What is needed for them is a supportive family that does not try to fulfill its own ambitions through these children (mainly girls), understanding parents who can be strong support systems for these kids and hold their hand when they go astray, a mature society that does not feed its voyeuristic tastes on the emotions and aspirations of these youngsters and a sensitive film industry that takes a pause once now and then to tell these youngsters where they stand instead of giving them false promises and luring them to the couch. 

I often hear people say, “When they have chosen to enter the glamour world, they have to be ready for all the criticism otherwise they should have taken up a normal job”. Easier said than done. Do these people stop being human beings by just the virtue of their profession?
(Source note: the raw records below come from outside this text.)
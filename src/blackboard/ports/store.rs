//! Store port for blackboard entries.

use crate::agent::TaskId;
use crate::blackboard::domain::{BlackboardEntry, EntryId};
use std::sync::Arc;
use thiserror::Error;

/// Result type for blackboard store operations.
pub type BlackboardStoreResult<T> = Result<T, BlackboardStoreError>;

/// Append-only entry log with a latest-per-key index.
///
/// The latest entry for `(task, key)` is the one with the greatest
/// `written_at`; equal timestamps resolve to the later append.
pub trait BlackboardStore: Send + Sync {
    /// Appends an entry.
    ///
    /// # Errors
    ///
    /// Returns [`BlackboardStoreError::DuplicateEntry`] when the id already
    /// exists.
    fn append(&self, entry: BlackboardEntry) -> BlackboardStoreResult<()>;

    /// Retrieves an entry by id.
    ///
    /// # Errors
    ///
    /// Returns [`BlackboardStoreError::Persistence`] when storage fails.
    fn find_by_id(&self, id: EntryId) -> BlackboardStoreResult<Option<BlackboardEntry>>;

    /// Returns the latest entry for a key.
    ///
    /// # Errors
    ///
    /// Returns [`BlackboardStoreError::Persistence`] when storage fails.
    fn latest(
        &self,
        task_id: &TaskId,
        key: &str,
    ) -> BlackboardStoreResult<Option<BlackboardEntry>>;

    /// Returns the latest entry for every key of a task.
    ///
    /// # Errors
    ///
    /// Returns [`BlackboardStoreError::Persistence`] when storage fails.
    fn latest_per_key(&self, task_id: &TaskId) -> BlackboardStoreResult<Vec<BlackboardEntry>>;

    /// Lists a task's entries in append order.
    ///
    /// # Errors
    ///
    /// Returns [`BlackboardStoreError::Persistence`] when storage fails.
    fn find_by_task(&self, task_id: &TaskId) -> BlackboardStoreResult<Vec<BlackboardEntry>>;

    /// Lists every entry written under a key, in append order.
    ///
    /// # Errors
    ///
    /// Returns [`BlackboardStoreError::Persistence`] when storage fails.
    fn history(&self, task_id: &TaskId, key: &str) -> BlackboardStoreResult<Vec<BlackboardEntry>>;

    /// Deletes a task's entries, returning how many were removed.
    ///
    /// # Errors
    ///
    /// Returns [`BlackboardStoreError::Persistence`] when storage fails.
    fn clear_task(&self, task_id: &TaskId) -> BlackboardStoreResult<usize>;

    /// Deletes every entry.
    ///
    /// # Errors
    ///
    /// Returns [`BlackboardStoreError::Persistence`] when storage fails.
    fn clear(&self) -> BlackboardStoreResult<()>;
}

/// Errors returned by blackboard stores.
#[derive(Debug, Clone, Error)]
pub enum BlackboardStoreError {
    /// An entry with the same id already exists.
    #[error("duplicate blackboard entry: {0}")]
    DuplicateEntry(EntryId),

    /// The backing storage failed.
    #[error("persistence error: {0}")]
    Persistence(Arc<dyn std::error::Error + Send + Sync>),
}

impl BlackboardStoreError {
    /// Wraps a persistence error.
    pub fn persistence(err: impl std::error::Error + Send + Sync + 'static) -> Self {
        Self::Persistence(Arc::new(err))
    }
}
//! Message priority levels.

use super::ParsePriorityError;
use serde::{Deserialize, Serialize};
use std::fmt;

/// Delivery priority, ordered `Low < Normal < High < Critical`.
///
/// `medium` is accepted as an alias of [`Priority::Normal`] when parsing.
#[derive(Debug, Clone, Copy, Default, PartialEq, Eq, PartialOrd, Ord, Hash)]
#[derive(Serialize, Deserialize)]
#[serde(rename_all = "snake_case")]
pub enum Priority {
    /// Background information.
    Low,
    /// Default priority.
    #[default]
    #[serde(alias = "medium")]
    Normal,
    /// Should be looked at before normal traffic.
    High,
    /// Blocks progress until addressed.
    Critical,
}

impl Priority {
    /// Returns the canonical lowercase spelling.
    #[must_use]
    pub const fn as_str(self) -> &'static str {
        match self {
            Self::Low => "low",
            Self::Normal => "normal",
            Self::High => "high",
            Self::Critical => "critical",
        }
    }

    /// Returns the uppercase label used in prompt context lines.
    #[must_use]
    pub const fn label(self) -> &'static str {
        match self {
            Self::Low => "LOW",
            Self::Normal => "NORMAL",
            Self::High => "HIGH",
            Self::Critical => "CRITICAL",
        }
    }
}

impl fmt::Display for Priority {
    fn fmt(&self, f: &mut fmt::Formatter<'_>) -> fmt::Result {
        f.write_str(self.as_str())
    }
}

impl TryFrom<&str> for Priority {
    type Error = ParsePriorityError;

    fn try_from(value: &str) -> Result<Self, Self::Error> {
        match value.trim().to_ascii_lowercase().as_str() {
            "low" => Ok(Self::Low),
            "normal" | "medium" => Ok(Self::Normal),
            "high" => Ok(Self::High),
            "critical" => Ok(Self::Critical),
            _ => Err(ParsePriorityError(value.to_owned())),
        }
    }
}
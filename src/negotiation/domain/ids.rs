//! Negotiation session identifier.

use serde::{Deserialize, Serialize};
use std::fmt;
use uuid::Uuid;

/// Unique identifier for a negotiation session.
#[derive(Debug, Clone, Copy, PartialEq, Eq, Hash, Serialize, Deserialize)]
#[serde(transparent)]
pub struct NegotiationId(Uuid);

impl NegotiationId {
    /// Creates a new random session identifier.
    #[must_use]
    pub fn new() -> Self {
        Self(Uuid::new_v4())
    }

    /// Creates a session identifier from an existing UUID.
    #[must_use]
    pub const fn from_uuid(uuid: Uuid) -> Self {
        Self(uuid)
    }

    /// Returns the wrapped UUID.
    #[must_use]
    pub const fn into_inner(self) -> Uuid {
        self.0
    }
}

impl Default for NegotiationId {
    fn default() -> Self {
        Self::new()
    }
}

impl fmt::Display for NegotiationId {
    fn fmt(&self, f: &mut fmt::Formatter<'_>) -> fmt::Result {
        write!(f, "{}", self.0)
    }
}
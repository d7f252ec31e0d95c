//! Unsent message drafts.

use super::{MessageDraftError, MessageId, MessageType, Priority};
use crate::agent::{AgentName, Recipient, TaskId};

/// A message as composed by an agent, before the bus assigns an id and a
/// send timestamp.
///
/// # Examples
///
/// ```
/// use concord::agent::{AgentName, Recipient, TaskId};
/// use concord::bus::domain::{MessageDraft, MessageType, Priority};
///
/// let draft = MessageDraft::new(
///     MessageType::Warning,
///     AgentName::new("MARS").expect("valid agent"),
///     Recipient::Broadcast,
///     TaskId::new("task-001").expect("valid task"),
/// )
/// .with_subject("schema drift")
/// .with_body("users table lost its index")
/// .with_priority(Priority::High);
///
/// assert!(draft.validate().is_ok());
/// ```
#[derive(Debug, Clone, PartialEq, Eq)]
pub struct MessageDraft {
    pub(crate) kind: MessageType,
    pub(crate) from: AgentName,
    pub(crate) to: Recipient,
    pub(crate) task_id: TaskId,
    pub(crate) subject: Option<String>,
    pub(crate) body: Option<String>,
    pub(crate) priority: Priority,
    pub(crate) requires_response: bool,
    pub(crate) reply_to: Option<MessageId>,
}

impl MessageDraft {
    /// Starts a draft with the addressing fields every message needs.
    #[must_use]
    pub fn new(
        kind: MessageType,
        from: AgentName,
        to: impl Into<Recipient>,
        task_id: TaskId,
    ) -> Self {
        Self {
            kind,
            from,
            to: to.into(),
            task_id,
            subject: None,
            body: None,
            priority: Priority::Normal,
            requires_response: false,
            reply_to: None,
        }
    }

    /// Sets the subject line.
    #[must_use]
    pub fn with_subject(mut self, subject: impl Into<String>) -> Self {
        self.subject = Some(subject.into());
        self
    }

    /// Sets the body text.
    #[must_use]
    pub fn with_body(mut self, body: impl Into<String>) -> Self {
        self.body = Some(body.into());
        self
    }

    /// Sets the priority.
    #[must_use]
    pub const fn with_priority(mut self, priority: Priority) -> Self {
        self.priority = priority;
        self
    }

    /// Flags that the sender expects a reply.
    #[must_use]
    pub const fn requiring_response(mut self) -> Self {
        self.requires_response = true;
        self
    }

    /// Marks the draft as a reply to an earlier message.
    #[must_use]
    pub const fn in_reply_to(mut self, message_id: MessageId) -> Self {
        self.reply_to = Some(message_id);
        self
    }

    /// Returns the message type.
    #[must_use]
    pub const fn kind(&self) -> MessageType {
        self.kind
    }

    /// Returns the reply target, if any.
    #[must_use]
    pub const fn reply_to(&self) -> Option<MessageId> {
        self.reply_to
    }

    /// Checks the fields that can be verified without the message store.
    ///
    /// # Errors
    ///
    /// Returns [`MessageDraftError::MissingField`] when the subject or body
    /// was never set, and [`MessageDraftError::EmptySubject`] /
    /// [`MessageDraftError::EmptyBody`] when they are blank.
    pub fn validate(&self) -> Result<(), MessageDraftError> {
        let subject = self
            .subject
            .as_deref()
            .ok_or(MessageDraftError::MissingField("subject"))?;
        let body = self
            .body
            .as_deref()
            .ok_or(MessageDraftError::MissingField("body"))?;

        if subject.trim().is_empty() {
            return Err(MessageDraftError::EmptySubject);
        }
        if body.trim().is_empty() {
            return Err(MessageDraftError::EmptyBody);
        }
        Ok(())
    }
}
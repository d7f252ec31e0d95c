//! Storage adapters for the message bus.
//!
//! - [`memory::InMemoryMessageStore`]: thread-safe, process-local log with
//!   id, recipient, task and reply indexes

pub mod memory;
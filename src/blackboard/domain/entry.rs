//! Blackboard entries.

use super::{BlackboardDomainError, Confidence, EntryId, WriteOptions};
use crate::agent::{AgentName, TaskId};
use chrono::{DateTime, Utc};
use serde::{Deserialize, Serialize};
use serde_json::Value;
use std::collections::BTreeSet;

/// Parameter object for creating an entry.
#[derive(Debug, Clone, PartialEq)]
pub struct EntryParams {
    /// Lookup key within the task.
    pub key: String,
    /// Arbitrary JSON payload.
    pub value: Value,
    /// Writing agent.
    pub agent: AgentName,
    /// Owning task.
    pub task_id: TaskId,
    /// Confidence and tags.
    pub options: WriteOptions,
    /// Entry this one replaces, if any.
    pub supersedes: Option<EntryId>,
}

/// A timestamped, confidence-scored fact written by an agent for a task.
///
/// Entries are immutable. Replacing one means writing a new entry that
/// names it in [`BlackboardEntry::supersedes`].
#[derive(Debug, Clone, PartialEq, Serialize, Deserialize)]
pub struct BlackboardEntry {
    id: EntryId,
    key: String,
    value: Value,
    agent: AgentName,
    task_id: TaskId,
    confidence: Confidence,
    #[serde(default, skip_serializing_if = "BTreeSet::is_empty")]
    tags: BTreeSet<String>,
    written_at: DateTime<Utc>,
    #[serde(default, skip_serializing_if = "Option::is_none")]
    supersedes: Option<EntryId>,
}

impl BlackboardEntry {
    /// Creates an entry written at `written_at`.
    ///
    /// # Errors
    ///
    /// Returns [`BlackboardDomainError::EmptyKey`] for a blank key.
    pub fn new(
        params: EntryParams,
        written_at: DateTime<Utc>,
    ) -> Result<Self, BlackboardDomainError> {
        let key = params.key.trim();
        if key.is_empty() {
            return Err(BlackboardDomainError::EmptyKey);
        }
        let (confidence, tags) = params.options.into_parts();

        Ok(Self {
            id: EntryId::new(),
            key: key.to_owned(),
            value: params.value,
            agent: params.agent,
            task_id: params.task_id,
            confidence,
            tags,
            written_at,
            supersedes: params.supersedes,
        })
    }

    /// Returns the entry id.
    #[must_use]
    pub const fn id(&self) -> EntryId {
        self.id
    }

    /// Returns the key.
    #[must_use]
    pub fn key(&self) -> &str {
        &self.key
    }

    /// Returns the payload.
    #[must_use]
    pub const fn value(&self) -> &Value {
        &self.value
    }

    /// Returns the writing agent.
    #[must_use]
    pub const fn agent(&self) -> &AgentName {
        &self.agent
    }

    /// Returns the owning task.
    #[must_use]
    pub const fn task_id(&self) -> &TaskId {
        &self.task_id
    }

    /// Returns the writer's confidence.
    #[must_use]
    pub const fn confidence(&self) -> Confidence {
        self.confidence
    }

    /// Returns the tags.
    #[must_use]
    pub const fn tags(&self) -> &BTreeSet<String> {
        &self.tags
    }

    /// Returns the write time.
    #[must_use]
    pub const fn written_at(&self) -> DateTime<Utc> {
        self.written_at
    }

    /// Returns the entry this one replaces, if any.
    #[must_use]
    pub const fn supersedes(&self) -> Option<EntryId> {
        self.supersedes
    }

    /// Returns `true` when any of `tags` is attached to this entry.
    #[must_use]
    pub fn has_any_tag<T: AsRef<str>>(&self, tags: &[T]) -> bool {
        tags.iter().any(|tag| self.tags.contains(tag.as_ref()))
    }

    /// Renders the payload for prompts: strings verbatim, anything else as
    /// compact JSON.
    #[must_use]
    pub fn display_value(&self) -> String {
        match &self.value {
            Value::String(text) => text.clone(),
            other => other.to_string(),
        }
    }
}
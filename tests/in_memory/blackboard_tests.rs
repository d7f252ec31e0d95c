//! Shared blackboard behaviour through the public context API.

use super::helpers::{Coordination, agent, coordination, task};
use chrono::TimeDelta;
use concord::blackboard::{
    domain::WriteOptions,
    services::{BlackboardError, TRUNCATION_MARKER},
};
use rstest::rstest;
use serde_json::{Value, json};

#[rstest]
fn latest_write_wins(coordination: Coordination) {
    let board = coordination.context.blackboard();
    board
        .write(
            "key1",
            "first",
            agent("MARS"),
            task("task-001"),
            WriteOptions::new(),
        )
        .expect("first write");
    coordination.clock.advance(TimeDelta::seconds(1));
    board
        .write(
            "key1",
            "second",
            agent("VENUS"),
            task("task-001"),
            WriteOptions::new(),
        )
        .expect("second write");

    let latest = board
        .read("key1", &task("task-001"))
        .expect("read")
        .expect("entry present");
    assert_eq!(latest.value(), &Value::from("second"));
    assert_eq!(latest.agent(), &agent("VENUS"));
    assert_eq!(
        board
            .history("key1", &task("task-001"))
            .expect("history")
            .len(),
        2
    );
}

#[rstest]
fn read_all_ranks_by_confidence(coordination: Coordination) {
    let board = coordination.context.blackboard();
    for (key, confidence) in [("a", 0.5), ("b", 0.9), ("c", 0.7)] {
        board
            .write(
                key,
                key,
                agent("MARS"),
                task("task-001"),
                WriteOptions::new().with_confidence(confidence),
            )
            .expect("write");
    }

    let scores: Vec<f64> = board
        .read_all(&task("task-001"), None)
        .expect("read all")
        .iter()
        .map(|entry| entry.confidence().value())
        .collect();
    assert_eq!(scores, vec![0.9, 0.7, 0.5]);
}

#[rstest]
fn tag_filter_matches_any_requested_tag(coordination: Coordination) {
    let board = coordination.context.blackboard();
    board
        .write(
            "schema",
            json!({"table": "users"}),
            agent("MARS"),
            task("task-001"),
            WriteOptions::new().with_tag("database"),
        )
        .expect("write");
    board
        .write(
            "layout",
            "grid",
            agent("VENUS"),
            task("task-001"),
            WriteOptions::new().with_tag("ui"),
        )
        .expect("write");

    let tagged = board
        .read_all(&task("task-001"), Some(&["database", "security"][..]))
        .expect("filtered read");
    assert_eq!(tagged.len(), 1);
    assert_eq!(tagged.first().map(|entry| entry.key()), Some("schema"));
}

#[rstest]
fn supersede_keeps_the_old_entry_for_audit(coordination: Coordination) {
    let board = coordination.context.blackboard();
    let original = board
        .write(
            "port",
            8080,
            agent("MARS"),
            task("task-001"),
            WriteOptions::new(),
        )
        .expect("write");
    coordination.clock.advance(TimeDelta::seconds(1));
    let replacement = board
        .supersede(original.id(), "port", 9090, agent("SATURN"))
        .expect("supersede");

    assert_eq!(replacement.supersedes(), Some(original.id()));
    assert_eq!(replacement.task_id(), &task("task-001"));
    assert_eq!(
        board
            .read("port", &task("task-001"))
            .expect("read")
            .map(|entry| entry.id()),
        Some(replacement.id())
    );
    assert!(board.get(original.id()).expect("get").is_some());
    let chain: Vec<_> = board
        .supersession_chain(replacement.id())
        .expect("chain")
        .iter()
        .map(concord::blackboard::domain::BlackboardEntry::id)
        .collect();
    assert_eq!(chain, vec![replacement.id(), original.id()]);
}

#[rstest]
fn superseding_an_unknown_entry_fails(coordination: Coordination) {
    let board = coordination.context.blackboard();
    let missing = concord::blackboard::domain::EntryId::new();
    let result = board.supersede(missing, "port", 1, agent("MARS"));
    assert!(matches!(result, Err(BlackboardError::EntryNotFound(id)) if id == missing));
}

#[rstest]
fn prompt_block_respects_the_token_budget(coordination: Coordination) {
    let board = coordination.context.blackboard();
    for n in 0..20 {
        board
            .write(
                format!("finding-{n}"),
                "x".repeat(120),
                agent("MARS"),
                task("task-001"),
                WriteOptions::new().with_confidence(0.9),
            )
            .expect("write");
    }

    let block = board
        .format_for_prompt(&task("task-001"), 50)
        .expect("format");
    let chars = block.chars().count();
    assert!(chars < 300);
    assert!(block.ends_with(TRUNCATION_MARKER));
    assert!(chars <= 4 * 50 + TRUNCATION_MARKER.chars().count());
}

#[rstest]
fn snapshot_and_clear_are_scoped_to_one_task(coordination: Coordination) {
    let board = coordination.context.blackboard();
    board
        .write(
            "k",
            "one",
            agent("MARS"),
            task("task-001"),
            WriteOptions::new(),
        )
        .expect("write");
    board
        .write(
            "k",
            "two",
            agent("MARS"),
            task("task-002"),
            WriteOptions::new(),
        )
        .expect("write");

    assert_eq!(board.clear(&task("task-001")).expect("clear"), 1);

    assert!(
        board
            .snapshot(&task("task-001"))
            .expect("snapshot")
            .is_empty()
    );
    let other = board.snapshot(&task("task-002")).expect("snapshot");
    assert_eq!(
        other.get("k").map(|entry| entry.value().clone()),
        Some(Value::from("two"))
    );
}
In a society where the age bar is constantly lowered in various professions, often bringing down the performance bar with it, such tragedies will not be far and few. With newer Jiahs entering the fray every day, older Jiahs, however young they may, will find themselves on the edge ever so often. And having tasted success, they will desperately try to make their way to the centre where they had once been. In this struggle, without a proper reality check, many would opt for the dupatta or the noose, and find themselves on the front pages of newspapers and in headlines of news channels. This will not stop. But parents, and a sensitive media, can often change things. The only question is: who will be there for youngsters coming from broken homes with extra baggage and pressure on their minds? Who will save them from being devoured by television channels that survive on eye balls, not substance, to make their money? Young and bold lives are sacrificed at the altar of money and fame at regular intervals – with parents desperate for money and fame, and the frantic channels desperate in their pursuit of the advertising revenue. This industry needs to have counselors for such kids whose spirits are crushed and who are on life’s edge. Point is: who will take the first step in ensuring that?